I must have been staring at her, wondering what she would look like without it.

“I’m not going to sleep with you,” she said.

And I nearly swallowed my heart.

“Wh-what?” I stammered.

“I just want you to know. I figured you might think that because you stayed, I would, like, sleep with you. And I’m not going to.”

Then she turned and walked out of the Train.

I just stood there like an idiot, with my mouth on the floor, for at least ten minutes.

Then I got angry.

I caught up with her in the Kitchen. She was starting to go through the shelves, pulling out food we didn’t need to heat up to be able to eat.

“Astrid, I never expected you to sleep with me! I never said anything about that. I would never think or expect something like that!”

“Fine,” she said. “Good. Then we’re straight.”

“I stayed because you were right. It was too dangerous for the other kids, to have us with them. And I stayed because you told me you’re pregnant. And staying was the decent thing to do.”

“And I’m grateful,” she said, overarticulating her words, like she thought I was an idiot. “But I’m not going to sleep with you just because I’m grateful.”

“I can’t believe you’re saying this,” I stammered. “Do you think I’m some kind of animal?”

“I just wanted to get the facts straight,” she said, turning her back on me.

“Well, they’re straight.”

“Good,” she said, returning to her sorting. “I’m glad to hear that.”

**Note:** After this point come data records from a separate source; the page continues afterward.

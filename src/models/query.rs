//! Typed predicates for scanning store collections.

use super::{Ad, Product, Transaction, TransactionType, User, SYSTEM_OWNER};

pub trait Query<T> {
    fn matches(&self, record: &T) -> bool;
}

/// Record with a given id.
pub struct ById<'a>(pub &'a str);

macro_rules! by_id {
    ($($ty:ty),*) => {
        $(impl Query<$ty> for ById<'_> {
            fn matches(&self, record: &$ty) -> bool {
                record.id == self.0
            }
        })*
    };
}

by_id!(User, Product, Transaction, Ad);

pub struct ByEmail<'a>(pub &'a str);

impl Query<User> for ByEmail<'_> {
    fn matches(&self, user: &User) -> bool {
        user.email == self.0
    }
}

/// Records belonging to exactly one owner.
pub struct OwnedBy<'a>(pub &'a str);

impl Query<Product> for OwnedBy<'_> {
    fn matches(&self, product: &Product) -> bool {
        product.owner_id == self.0
    }
}

impl Query<Transaction> for OwnedBy<'_> {
    fn matches(&self, tx: &Transaction) -> bool {
        tx.owner_id == self.0
    }
}

/// Products an owner can see in aggregates: their own plus the shared catalog.
pub struct VisibleTo<'a>(pub &'a str);

impl Query<Product> for VisibleTo<'_> {
    fn matches(&self, product: &Product) -> bool {
        product.owner_id == self.0 || product.owner_id == SYSTEM_OWNER
    }
}

/// One owner's ledger, optionally narrowed to a single kind.
pub struct TransactionsOf<'a> {
    pub owner: &'a str,
    pub kind: Option<TransactionType>,
}

impl<'a> TransactionsOf<'a> {
    pub fn all(owner: &'a str) -> Self {
        Self { owner, kind: None }
    }

    pub fn income(owner: &'a str) -> Self {
        Self {
            owner,
            kind: Some(TransactionType::Income),
        }
    }

    pub fn expenses(owner: &'a str) -> Self {
        Self {
            owner,
            kind: Some(TransactionType::Expense),
        }
    }
}

impl Query<Transaction> for TransactionsOf<'_> {
    fn matches(&self, tx: &Transaction) -> bool {
        tx.owner_id == self.owner && self.kind.map_or(true, |kind| tx.kind == kind)
    }
}

#[cfg(test)]
mod tests {
    use super::*;
    use chrono::NaiveDate;
    use rust_decimal::Decimal;

    fn tx(owner: &str, kind: TransactionType) -> Transaction {
        Transaction {
            id: "t".into(),
            owner_id: owner.into(),
            kind,
            amount: Decimal::ONE,
            description: String::new(),
            date: NaiveDate::from_ymd_opt(2026, 1, 1).unwrap(),
            payment_method: None,
            status: None,
        }
    }

    fn product(owner: &str) -> Product {
        Product {
            id: "p".into(),
            owner_id: owner.into(),
            name: "Item".into(),
            stock: 1,
            price: Decimal::ONE,
            reorder_level: 10,
            category: None,
            cost_price: None,
            last_restocked: None,
        }
    }

    #[test]
    fn transactions_of_narrows_by_kind() {
        let income = tx("u1", TransactionType::Income);
        let expense = tx("u1", TransactionType::Expense);
        let other = tx("u2", TransactionType::Income);

        assert!(TransactionsOf::all("u1").matches(&income));
        assert!(TransactionsOf::all("u1").matches(&expense));
        assert!(TransactionsOf::income("u1").matches(&income));
        assert!(!TransactionsOf::income("u1").matches(&expense));
        assert!(TransactionsOf::expenses("u1").matches(&expense));
        assert!(!TransactionsOf::income("u1").matches(&other));
    }

    #[test]
    fn visible_to_includes_shared_catalog() {
        assert!(VisibleTo("u1").matches(&product("u1")));
        assert!(VisibleTo("u1").matches(&product(SYSTEM_OWNER)));
        assert!(!VisibleTo("u1").matches(&product("u2")));

        assert!(!OwnedBy("u1").matches(&product(SYSTEM_OWNER)));
    }
}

I was furious. She was acting so cold and so …

I don’t know. I turned and walked away.

Had I been nursing a dream we’d get together and fall in love, and one day, one day far in the future, maybe we’d have sex?

Yes. Dur. Of course I had. That’s what you do when you have a horrible crush on someone.

Now it felt like she was calling it out. Just saying it right in the open. It wasn’t kind and it wasn’t fair.

I stormed away into the dark, messy aisles of our stupid, commercial refuge.

I needed a project.

CHAPTER FOUR

ALEX

53–42 MILES

Niko had blisters coming up all over his face. I guess the mask got pushed to the side during the fight with Josie.

I guess the blisters were in his mouth, too. Or his lungs.

Niko rooted around in the plastic storage tub of medicines and found a bottle of Children’s Benadryl.

He broke the seal and chugged straight from the bottle.

“Can’t drive,” he gasped. “We’ll rest. Ten minutes.”

He slumped in a seat and bowed his head, trying to breathe.

“Can we take our masks off?” Max asked.

“NO!” Sahalia and I both shouted at once.

“Only people who are type B can take their masks off,” Sahalia said.

“Who’s that again?” asked Batiste.

“You and me and Alex,” Sahalia said, rolling her eyes.